Other programs highlighted at the event include:
- Talking Survey and Tablet Health Coach by L.A. Net. This allows physician practices to collect and securely transmit survey data electronically from patients in their waiting rooms and provides individualized health education and coaching videos based on the responses to survey questions. Low literacy and non-English-speaking patients benefit from the surveys and patient education materials given to them on tablets and via headphones while they’re in the waiting room.
- Clinical Pharmacy Services Integrated into a Safety Net Clinic by USC and AltaMed. This program provides on-site pharmacist consultation for chronic care patients with diabetes, hypertension, asthma, heart failure and hyperlipidemia. Integrating clinical pharmacy services improves the health outcomes of chronic care patients and decreases high-cost emergency room visits and hospitalizations.

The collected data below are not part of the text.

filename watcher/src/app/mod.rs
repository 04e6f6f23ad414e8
//! Command line application

pub mod cli;
pub mod options;
pub mod run;
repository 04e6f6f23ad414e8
//! Error types for the WhaleRay log watcher

use thiserror::Error;

/// Main error type for the log watcher
#[derive(Error, Debug)]
pub enum WatchError {
    #[error("Authentication required: no bearer token available")]
    AuthRequired,

    #[error("Fetch failed: {0}")]
    FetchFailed(String),

    #[error("HTTP error: {0}")]
    HttpError(#[from] reqwest::Error),

    #[error("JSON error: {0}")]
    JsonError(#[from] serde_json::Error),

    #[error("IO error: {0}")]
    IoError(#[from] std::io::Error),

    #[error("Configuration error: {0}")]
    ConfigError(String),

    #[error("Validation error: {0}")]
    ValidationError(String),

    #[error("Internal error: {0}")]
    Internal(String),
}

impl WatchError {
    /// Human-readable reason shown next to the accumulated logs.
    ///
    /// Backend reasons are passed through verbatim.
    pub fn reason(&self) -> String {
        match self {
            WatchError::FetchFailed(reason) => reason.clone(),
            other => other.to_string(),
        }
    }

    /// Collapse transport-level failures into `FetchFailed`
    pub fn into_fetch_failure(self) -> Self {
        match self {
            WatchError::HttpError(e) => WatchError::FetchFailed(e.to_string()),
            WatchError::JsonError(e) => {
                WatchError::FetchFailed(format!("Invalid response body: {}", e))
            }
            other => other,
        }
    }
}
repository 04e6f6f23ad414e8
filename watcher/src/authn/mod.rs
//! Bearer-token authentication

pub mod token_mngr;
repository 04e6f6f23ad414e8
//! File operations

use std::path::{Path, PathBuf};

use serde::de::DeserializeOwned;
use tokio::fs;

use crate::errors::WatchError;

/// A file wrapper with path
#[derive(Debug, Clone)]
pub struct File {
    path: PathBuf,
}

impl File {
    /// Create a new file reference
    pub fn new(path: impl Into<PathBuf>) -> Self {
        Self { path: path.into() }
    }

    /// Get the file path
    pub fn path(&self) -> &Path {
        &self.path
    }

    /// Check if the file exists
    pub async fn exists(&self) -> bool {
        fs::metadata(&self.path)
            .await
            .map(|m| m.is_file())
            .unwrap_or(false)
    }

    /// Read file contents as string
    pub async fn read_string(&self) -> Result<String, WatchError> {
        let contents = fs::read_to_string(&self.path).await?;
        Ok(contents)
    }

    /// Read file as JSON
    pub async fn read_json<T: DeserializeOwned>(&self) -> Result<T, WatchError> {
        let contents = self.read_string().await?;
        let value = serde_json::from_str(&contents)?;
        Ok(value)
    }

    /// Read file as JSON, falling back to the type's default when the file is absent
    pub async fn read_json_or_default<T: DeserializeOwned + Default>(
        &self,
    ) -> Result<T, WatchError> {
        if !self.exists().await {
            return Ok(T::default());
        }
        self.read_json().await
    }
}
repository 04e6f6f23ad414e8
//! Main application run loop

use std::future::Future;
use std::io::{BufRead, IsTerminal};
use std::sync::Arc;

use tokio::sync::mpsc;
use tracing::{debug, error, info};

use crate::app::options::AppOptions;
use crate::authn::token_mngr::{TokenManager, TokenManagerExt};
use crate::errors::WatchError;
use crate::http::client::HttpClient;
use crate::models::deployment::DeploymentStatus;
use crate::watch::controller::PollingController;
use crate::watch::fetcher::{HttpLogFetcher, LogFetcher};
use crate::watch::session::WatchOptions;
use crate::watch::view::{LogView, PaneCommand};

/// What the pane ended on
#[derive(Debug, Clone, PartialEq, Eq)]
pub struct RunSummary {
    pub status: DeploymentStatus,
    pub lines: usize,
}

/// Follow a deployment's logs on stdout until it settles or `shutdown_signal` fires
pub async fn run(
    options: AppOptions,
    shutdown_signal: impl Future<Output = ()>,
) -> Result<RunSummary, WatchError> {
    info!("Initializing log watcher...");

    let http_client = Arc::new(HttpClient::with_timeout(
        &options.backend_base_url,
        options.request_timeout,
    )?);
    let token_mngr: Arc<dyn TokenManagerExt> = Arc::new(TokenManager::new(options.token_sources));
    let fetcher = HttpLogFetcher::new(http_client, token_mngr);

    let view = LogView::new(PollingController::new(fetcher));
    let mut commands = stdin_commands();
    let mut stdout = std::io::stdout();
    follow(
        &view,
        &options.deployment_id,
        options.watch,
        options.once,
        &mut stdout,
        &mut commands,
        shutdown_signal,
    )
    .await
}

/// Pane commands typed on an interactive stdin, one per line (`r` refresh, `s` stop)
fn stdin_commands() -> mpsc::Receiver<PaneCommand> {
    let (tx, rx) = mpsc::channel(8);
    if !std::io::stdin().is_terminal() {
        return rx;
    }

    eprintln!("Type 'r' + Enter to reload the logs, 's' + Enter to stop live updates");
    // A plain thread so a pending read never holds up runtime shutdown
    std::thread::spawn(move || {
        for line in std::io::stdin().lock().lines() {
            let Ok(line) = line else {
                break;
            };
            if line.trim().is_empty() {
                continue;
            }
            match line.parse::<PaneCommand>() {
                Ok(command) => {
                    if tx.blocking_send(command).is_err() {
                        break;
                    }
                }
                Err(e) => debug!("{}", e),
            }
        }
    });
    rx
}

/// Bind `view` to a deployment and stream its pane to `out`, acting on `commands` while live
pub async fn follow<F, W>(
    view: &LogView<F>,
    deployment_id: &str,
    watch: WatchOptions,
    once: bool,
    out: &mut W,
    commands: &mut mpsc::Receiver<PaneCommand>,
    shutdown_signal: impl Future<Output = ()>,
) -> Result<RunSummary, WatchError>
where
    F: LogFetcher + 'static,
    W: std::io::Write,
{
    tokio::pin!(shutdown_signal);

    let bound = tokio::select! {
        _ = &mut shutdown_signal => {
            info!("Shutdown signal received before the first response");
            view.controller().teardown();
            return Ok(RunSummary {
                status: DeploymentStatus::Unknown,
                lines: 0,
            });
        }
        bound = view.bind(deployment_id, watch) => bound,
    };

    if once {
        view.controller().stop();
    }

    // Render even on failure so the error is shown next to whatever was loaded
    let lines = view
        .render_with_commands(out, &mut shutdown_signal, commands)
        .await?;
    let status = view.controller().snapshot().status;

    if let Err(e) = bound {
        error!("Failed to load logs for {}: {}", deployment_id, e);
        return Err(e);
    }

    Ok(RunSummary { status, lines })
}
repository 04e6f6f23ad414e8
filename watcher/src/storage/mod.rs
//! Local configuration storage

pub mod layout;
pub mod settings;
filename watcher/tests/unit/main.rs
//! Integration tests for the log watcher

mod test_controller;
//! WhaleRay Log Watcher Library
//!
//! Polls a deployment's build and runtime logs from the WhaleRay backend and
//! follows them until the deployment settles.

pub mod app;
pub mod authn;
pub mod errors;
pub mod filesys;
pub mod http;
pub mod logs;
pub mod models;
pub mod storage;
pub mod utils;
pub mod watch;
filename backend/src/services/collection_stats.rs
use crate::api::{CollectionStats, OnchainCounts};
use crate::models::{CollectionId, CollectionRef};

use super::scope::ScopeResolution;

/// Per-collection stats plus the collection with the most holdings.
#[derive(Debug, Clone, PartialEq)]
pub struct CollectionRollup {
    pub stats: Vec<CollectionStats>,
    pub most_active: Option<CollectionId>,
}

/// Roll up holdings per collection, in `collections` order.
///
/// `total_mints` counts in-scope assets of the collection that are bound to
/// an event; `owned_count` counts every matched asset whether in scope or not.
pub fn roll_up(
    collections: &[CollectionRef],
    resolution: &ScopeResolution<'_>,
    onchain_counts: &OnchainCounts,
) -> CollectionRollup {
    let stats: Vec<CollectionStats> = collections
        .iter()
        .map(|collection| {
            let matched = resolution
                .entries
                .iter()
                .filter(|entry| entry.is_matched_to(collection));

            let (owned_count, total_mints) = matched.fold((0, 0), |(owned, minted), entry| {
                let registered = entry.is_in_scope() && entry.binding.is_some();
                (owned + 1, minted + usize::from(registered))
            });

            CollectionStats {
                collection_id: collection.id.clone(),
                name: collection.name.clone(),
                total_mints,
                owned_count,
                onchain_count: onchain_counts.get(&collection.id).copied().unwrap_or(0),
                trend_percent: total_mints as f64 / owned_count.max(1) as f64 * 100.0,
            }
        })
        .collect();

    let most_active = stats
        .iter()
        .filter(|s| s.owned_count > 0)
        .fold(None::<&CollectionStats>, |best, s| match best {
            Some(current) if current.owned_count >= s.owned_count => Some(current),
            _ => Some(s),
        })
        .map(|s| s.collection_id.clone());

    CollectionRollup { stats, most_active }
}
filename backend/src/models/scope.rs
use serde::{Deserialize, Serialize};
use std::collections::BTreeSet;

use super::catalog::{CollectionId, EventId};

/// Declarative visibility policy maintained by portal administrators.
///
/// With all three sets empty the policy is "absent" and scope falls back to
/// event participation only.
#[derive(Debug, Clone, PartialEq, Eq, Serialize, Deserialize)]
pub struct DisplayScopeConfig {
    #[serde(default)]
    pub enabled_collections: BTreeSet<CollectionId>,
    #[serde(default)]
    pub enabled_events: BTreeSet<EventId>,
    /// Raw type signatures admitted regardless of catalog membership.
    #[serde(default)]
    pub custom_asset_types: BTreeSet<String>,
    /// Count kiosk-held assets.
    #[serde(default = "default_include_kiosk")]
    pub include_kiosk: bool,
}

fn default_include_kiosk() -> bool {
    true
}

impl Default for DisplayScopeConfig {
    fn default() -> Self {
        Self {
            enabled_collections: BTreeSet::new(),
            enabled_events: BTreeSet::new(),
            custom_asset_types: BTreeSet::new(),
            include_kiosk: default_include_kiosk(),
        }
    }
}

impl DisplayScopeConfig {
    /// True when any of the three admission sets is non-empty.
    pub fn is_policy_present(&self) -> bool {
        !self.enabled_collections.is_empty()
            || !self.enabled_events.is_empty()
            || !self.custom_asset_types.is_empty()
    }
}
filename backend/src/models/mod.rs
pub mod macros;

pub mod asset;
pub mod catalog;
pub mod scope;
pub mod time;

pub use asset::*;
pub use catalog::*;
pub use scope::*;
pub use time::*;
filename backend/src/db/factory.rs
//! Picks a [`SnapshotRepository`] backend from the environment or a
//! `mintscope.toml` file.

use std::path::Path;
use std::str::FromStr;
use std::sync::Arc;

use super::repositories::LocalRepository;
use super::repository::{RepositoryError, RepositoryResult, SnapshotRepository};
use crate::config::EngineConfig;

/// Backends this crate can build on its own.
///
/// Network-backed repositories live outside this crate and are injected
/// directly as `Arc<dyn SnapshotRepository>`.
#[derive(Debug, Clone, Copy, PartialEq, Eq)]
#[non_exhaustive]
pub enum RepositoryType {
    /// [`LocalRepository`], everything in memory.
    Local,
}

impl FromStr for RepositoryType {
    type Err = String;

    /// Case-insensitive; `local`, `memory` and `in-memory` are synonyms.
    fn from_str(s: &str) -> Result<Self, Self::Err> {
        match s.trim().to_lowercase().as_str() {
            "local" | "memory" | "in-memory" => Ok(Self::Local),
            other => Err(format!("unsupported repository backend '{}'", other)),
        }
    }
}

impl RepositoryType {
    /// Reads `REPOSITORY_TYPE`; unknown or missing values fall back to `Local`.
    pub fn from_env() -> Self {
        match std::env::var("REPOSITORY_TYPE") {
            Ok(val) => val.parse().unwrap_or_else(|err| {
                log::warn!("{}; falling back to local repository", err);
                Self::Local
            }),
            Err(_) => Self::Local,
        }
    }
}

/// Builds shared repository handles.
///
/// # Example
/// ```
/// use mintscope::db::{RepositoryFactory, RepositoryType};
///
/// let repo = RepositoryFactory::create(RepositoryType::Local).unwrap();
/// # let _ = repo;
/// ```
pub struct RepositoryFactory;

impl RepositoryFactory {
    /// Build the backend named by `repo_type`.
    pub fn create(repo_type: RepositoryType) -> RepositoryResult<Arc<dyn SnapshotRepository>> {
        let repo = match repo_type {
            RepositoryType::Local => Self::create_local(),
        };
        Ok(repo)
    }

    /// Empty in-memory backend.
    pub fn create_local() -> Arc<dyn SnapshotRepository> {
        Arc::new(LocalRepository::default())
    }

    /// Backend named by `REPOSITORY_TYPE`.
    pub fn from_env() -> RepositoryResult<Arc<dyn SnapshotRepository>> {
        Self::create(RepositoryType::from_env())
    }

    /// Backend named by the `[repository]` table of an engine config.
    pub fn from_engine_config(config: &EngineConfig) -> RepositoryResult<Arc<dyn SnapshotRepository>> {
        let repo_type = config
            .repository
            .repo_type
            .parse::<RepositoryType>()
            .map_err(RepositoryError::configuration)?;
        Self::create(repo_type)
    }

    /// Backend named by a `mintscope.toml` file.
    ///
    /// Unreadable files and unknown backend names both surface as
    /// [`RepositoryError::Configuration`].
    pub fn from_config_file(path: impl AsRef<Path>) -> RepositoryResult<Arc<dyn SnapshotRepository>> {
        let config = EngineConfig::from_file(path)
            .map_err(|e| RepositoryError::configuration(e.to_string()))?;
        Self::from_engine_config(&config)
    }
}
//! Collaborator layer: where snapshots come from.
//!
//! The engine in [`crate::services`] is pure. Everything that talks to the
//! outside world (wallet holdings, the collection catalog, the event list,
//! the admin display policy, global mint counts) sits behind the
//! [`SnapshotRepository`] trait defined here.
//!
//! - `repository`: the trait and its error type
//! - `repositories::local`: in-memory backend for tests and offline runs
//! - `factory`: backend selection from env or config
//! - `services`: snapshot assembly, degrading failed fetches to defaults
//!
//! # Usage
//!
//! ```no_run
//! use mintscope::db::{services, RepositoryFactory, RepositoryType};
//!
//! async fn example() -> Result<(), Box<dyn std::error::Error>> {
//!     let repo = RepositoryFactory::create(RepositoryType::Local)?;
//!     let snapshot = services::load_snapshot(repo.as_ref(), "0xwallet").await;
//!     println!("{} assets", snapshot.assets.len());
//!     Ok(())
//! }
//! ```

pub mod factory;
pub mod repositories;
pub mod repository;
pub mod services;


// ==================== Loading ====================

pub use services::{
    health_check, load_activity_stats, load_calendar_projection, load_snapshot,
    load_snapshot_filtered,
};

// ==================== Backends ====================

pub use factory::{RepositoryFactory, RepositoryType};
pub use repositories::{LocalOperation, LocalRepository};
pub use repository::{ErrorContext, RepositoryError, RepositoryResult, SnapshotRepository};

use anyhow::{Context, Result};
use std::sync::{Arc, OnceLock};

/// Process-wide backend, set at most once.
static REPOSITORY: OnceLock<Arc<dyn SnapshotRepository>> = OnceLock::new();

/// Install the backend named by `REPOSITORY_TYPE`, unless one is already set.
pub fn init_repository() -> Result<()> {
    if REPOSITORY.get().is_some() {
        return Ok(());
    }

    let repo_type = RepositoryType::from_env();
    let repo = RepositoryFactory::create(repo_type).context("building repository from REPOSITORY_TYPE")?;
    if REPOSITORY.set(repo).is_ok() {
        log::info!("Initialized {:?} repository", repo_type);
    }
    Ok(())
}

/// Install `repo` as the process-wide backend; fails if one is already set.
pub fn install_repository(repo: Arc<dyn SnapshotRepository>) -> Result<()> {
    REPOSITORY
        .set(repo)
        .map_err(|_| anyhow::anyhow!("Repository already initialized"))
}

/// The process-wide backend, installing the env-selected one on first use.
pub fn get_repository() -> Result<&'static Arc<dyn SnapshotRepository>> {
    if REPOSITORY.get().is_none() {
        init_repository()?;
    }

    REPOSITORY
        .get()
        .context("repository slot empty after initialization")
}
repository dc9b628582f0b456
//! Repository traits and error types for the collaborator layer.

pub mod error;
pub mod snapshot;

pub use error::{ErrorContext, RepositoryError, RepositoryResult};
pub use snapshot::SnapshotRepository;
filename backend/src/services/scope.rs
//! Display scope resolution.
//!
//! Two deliberately separate contracts:
//! - **Configured**: any of the three policy sets is non-empty; an asset is
//!   admitted by its matched collection, its bound event, or its raw type.
//! - **Default**: nothing is configured; every event-bound asset is admitted.
//!
//! The custody filter applies after admission in both modes.

use serde::{Deserialize, Serialize};

use super::binder::{bind_event, EventBinding};
use super::matcher::{match_collection, CollectionMatch};
use crate::models::{CollectionRef, DatePolicy, DisplayScopeConfig, EventDef, OwnedAsset};

/// Which contract produced a resolution.
#[derive(Debug, Clone, Copy, PartialEq, Eq, Serialize, Deserialize)]
#[serde(rename_all = "snake_case")]
pub enum ScopeMode {
    Configured,
    Default,
}

/// Why an asset is in scope.
#[derive(Debug, Clone, Copy, PartialEq, Eq, Serialize, Deserialize)]
#[serde(rename_all = "snake_case")]
pub enum ScopeReason {
    EnabledCollection,
    EnabledEvent,
    CustomAssetType,
    /// Default mode: bound to any event.
    EventParticipation,
}

/// Per-asset evaluation, kept so later stages never re-match or re-bind.
#[derive(Debug, Clone, Copy)]
pub struct ResolvedAsset<'a> {
    pub asset: &'a OwnedAsset,
    pub matched: Option<CollectionMatch<'a>>,
    pub binding: Option<EventBinding<'a>>,
    /// `None` when out of scope.
    pub reason: Option<ScopeReason>,
}

impl ResolvedAsset<'_> {
    pub fn is_in_scope(&self) -> bool {
        self.reason.is_some()
    }

    pub fn is_matched_to(&self, collection: &CollectionRef) -> bool {
        self.matched
            .is_some_and(|m| m.collection.id == collection.id)
    }
}

#[derive(Debug, Clone)]
pub struct ScopeResolution<'a> {
    pub mode: ScopeMode,
    /// One entry per input asset, in input order.
    pub entries: Vec<ResolvedAsset<'a>>,
    /// Assets that were admitted but dropped by the custody filter.
    pub custody_excluded: usize,
}

impl<'a> ScopeResolution<'a> {
    pub fn in_scope(&self) -> impl Iterator<Item = &ResolvedAsset<'a>> + '_ {
        self.entries.iter().filter(|entry| entry.is_in_scope())
    }

    pub fn in_scope_count(&self) -> usize {
        self.in_scope().count()
    }

    pub fn in_scope_assets(&self) -> Vec<&'a OwnedAsset> {
        self.in_scope().map(|entry| entry.asset).collect()
    }
}

/// Compute the in-scope subset of `assets` under `policy`.
pub fn resolve_scope<'a>(
    assets: &'a [OwnedAsset],
    collections: &'a [CollectionRef],
    events: &'a [EventDef],
    policy: &DisplayScopeConfig,
    dates: &DatePolicy,
) -> ScopeResolution<'a> {
    let mode = if policy.is_policy_present() {
        ScopeMode::Configured
    } else {
        ScopeMode::Default
    };

    let mut custody_excluded = 0;
    let entries = assets
        .iter()
        .map(|asset| {
            let matched = match_collection(&asset.type_signature, collections);
            let binding = bind_event(asset, events, dates);

            let admitted = match mode {
                ScopeMode::Configured => configured_reason(asset, matched, binding, policy),
                ScopeMode::Default => default_reason(binding),
            };

            let reason = match admitted {
                Some(_) if !policy.include_kiosk && asset.is_custody_delegated() => {
                    custody_excluded += 1;
                    None
                }
                other => other,
            };

            ResolvedAsset {
                asset,
                matched,
                binding,
                reason,
            }
        })
        .collect::<Vec<_>>();

    let resolution = ScopeResolution {
        mode,
        entries,
        custody_excluded,
    };
    log::debug!(
        "Resolved scope ({:?}): {} of {} assets in scope, {} dropped by custody filter",
        resolution.mode,
        resolution.in_scope_count(),
        assets.len(),
        custody_excluded
    );
    resolution
}

fn configured_reason(
    asset: &OwnedAsset,
    matched: Option<CollectionMatch<'_>>,
    binding: Option<EventBinding<'_>>,
    policy: &DisplayScopeConfig,
) -> Option<ScopeReason> {
    if matched.is_some_and(|m| policy.enabled_collections.contains(&m.collection.id)) {
        return Some(ScopeReason::EnabledCollection);
    }
    if binding.is_some_and(|b| policy.enabled_events.contains(&b.event.id)) {
        return Some(ScopeReason::EnabledEvent);
    }
    if policy.custom_asset_types.contains(&asset.type_signature) {
        return Some(ScopeReason::CustomAssetType);
    }
    None
}

fn default_reason(binding: Option<EventBinding<'_>>) -> Option<ScopeReason> {
    binding.map(|_| ScopeReason::EventParticipation)
}

#[cfg(test)]
#[path = "scope_tests.rs"]
mod scope_tests;
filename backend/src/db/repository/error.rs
//! Error types for collaborator fetch operations.
//!
//! Errors carry the failing fetch and its subject so the snapshot loader can
//! log exactly which input degraded to its default.

use std::fmt;

pub type RepositoryResult<T> = Result<T, RepositoryError>;

/// Where a repository error happened.
#[derive(Debug, Clone, Default, PartialEq, Eq)]
pub struct ErrorContext {
    /// Trait method that failed, e.g. `fetch_onchain_count`.
    pub operation: Option<&'static str>,
    /// What was being fetched, e.g. `collection badges` or `wallet 0x1`.
    pub subject: Option<String>,
    /// Upstream-provided cause, verbatim.
    pub cause: Option<String>,
    /// Whether calling again may succeed.
    pub retryable: bool,
}

impl ErrorContext {
    pub fn during(operation: &'static str) -> Self {
        Self {
            operation: Some(operation),
            ..Default::default()
        }
    }

    pub fn about(mut self, kind: &str, id: impl fmt::Display) -> Self {
        self.subject = Some(format!("{} {}", kind, id));
        self
    }

    pub fn caused_by(mut self, cause: impl Into<String>) -> Self {
        self.cause = Some(cause.into());
        self
    }

    pub fn retryable(mut self) -> Self {
        self.retryable = true;
        self
    }
}

impl fmt::Display for ErrorContext {
    fn fmt(&self, f: &mut fmt::Formatter<'_>) -> fmt::Result {
        let op = self.operation.unwrap_or("unknown operation");
        write!(f, "({}", op)?;
        if let Some(subject) = &self.subject {
            write!(f, " on {}", subject)?;
        }
        if let Some(cause) = &self.cause {
            write!(f, "; {}", cause)?;
        }
        if self.retryable {
            f.write_str("; retryable")?;
        }
        f.write_str(")")
    }
}

/// Failure of one collaborator fetch.
#[derive(Debug, thiserror::Error)]
pub enum RepositoryError {
    /// Upstream unreachable: chain RPC, indexer or catalog service.
    #[error("Upstream unavailable: {message} {context}")]
    Unavailable {
        message: String,
        context: ErrorContext,
    },

    #[error("Not found: {message} {context}")]
    NotFound {
        message: String,
        context: ErrorContext,
    },

    /// Upstream answered with data that could not be understood.
    #[error("Malformed upstream data: {message} {context}")]
    Malformed {
        message: String,
        context: ErrorContext,
    },

    #[error("Repository misconfigured: {message}")]
    Configuration { message: String },

    #[error("Internal error: {message} {context}")]
    Internal {
        message: String,
        context: ErrorContext,
    },
}

impl RepositoryError {
    /// Upstream outage; always retryable.
    pub fn unavailable(message: impl Into<String>, context: ErrorContext) -> Self {
        Self::Unavailable {
            message: message.into(),
            context: context.retryable(),
        }
    }

    pub fn not_found(message: impl Into<String>, context: ErrorContext) -> Self {
        Self::NotFound {
            message: message.into(),
            context,
        }
    }

    pub fn malformed(message: impl Into<String>, context: ErrorContext) -> Self {
        Self::Malformed {
            message: message.into(),
            context,
        }
    }

    pub fn configuration(message: impl Into<String>) -> Self {
        Self::Configuration {
            message: message.into(),
        }
    }

    pub fn internal(message: impl Into<String>, context: ErrorContext) -> Self {
        Self::Internal {
            message: message.into(),
            context,
        }
    }

    pub fn is_retryable(&self) -> bool {
        self.context().is_some_and(|ctx| ctx.retryable)
    }

    /// Fetch context; configuration errors happen before any fetch and have none.
    pub fn context(&self) -> Option<&ErrorContext> {
        match self {
            Self::Unavailable { context, .. }
            | Self::NotFound { context, .. }
            | Self::Malformed { context, .. }
            | Self::Internal { context, .. } => Some(context),
            Self::Configuration { .. } => None,
        }
    }

    /// Name of the failing fetch, when known.
    pub fn operation(&self) -> Option<&'static str> {
        self.context().and_then(|ctx| ctx.operation)
    }
}

impl From<crate::parsing::ParseError> for RepositoryError {
    fn from(err: crate::parsing::ParseError) -> Self {
        RepositoryError::malformed(
            "snapshot document rejected",
            ErrorContext::default().caused_by(err.to_string()),
        )
    }
}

- eConsults by the Los Angeles County Department of Health Services and L.A. Care. This is a web-based, secure communication portal that allows primary-care practitioners to initiate and receive electronic consultations from specialists. The program results in a 20-40 percent decrease of in-person specialist visits and enables the safe peer-to-peer exchange of clinical information.
- Healthy Homes, Healthy Families from St. John’s Well Child and Family Center. This program provides holistic medical care, education and social advocacy to help children who suffer from illnesses such as asthma and lead poisoning as a result of slum housing conditions. The program provides clinical treatment for affected children and addresses conditions in the home environment that cause the illnesses.
- Heart Failure Automated Remote Monitoring System and Depression Automated Remote Monitoring System in the Los Angeles County Department of Health Services. These systems use automated voice-recognition telephone monitoring to track patients. For heart failure patients, it allows nurses to intervene before complications require a lengthy hospital stay. The system results in earlier detection, intervention and management of deterioration from stable chronic patients at a 95 percent lower cost compared to having nurses make the calls. For a patient with depression, it allows for monitoring and immediate intervention when necessary. The system frees up nurses to provide more direct patient care.
- Home Palliative Care developed with support from Partners in Care Foundation. This program provides multi-specialty teams to deliver home-based palliative care to patients who have late-stage chronic conditions and pain-management needs that often are addressed in hospitals. Care teams include physicians, nurses, aides, social workers and therapists.
- Inpatient Frailty Project by Cedars-Sinai Health System. This program identifies high-risk elderly patients once they’re admitted to a hospital and follows them with more in-depth assessment using clusters of risk factors found to be predictors of adverse events, extended hospital stays and readmissions. The program identifies and mitigates risk factors both in the hospital and in the home after a patient is discharged.
- Vets to Home: VA Project 120 by the VA Greater Los Angeles Healthcare System. Serving the severely mentally ill and chronically homeless veteran population, the program uses a “street to home” model that enables the delivery of comprehensive psychiatry, primary care, social work and transportation to medical appointments to address the needs of the veterans whether in their residences or on the street.
- VA Homeless Patient-aligned Care Team from the VA Greater Los Angeles Healthcare System. To reduce emergency room visits and hospitalization, this program brings primary care service to homeless veterans, who are high users of emergency room and hospital services.
- Community Health Detailing by HealthBegins. This program allows community residents to learn about and map resources and then update an online Yelp-like database to help clinics quickly find resources for patients with health-related social needs. In a pilot program with a South Los Angeles high school, more than 100 students mapped more than 500 local resources for use by community clinics.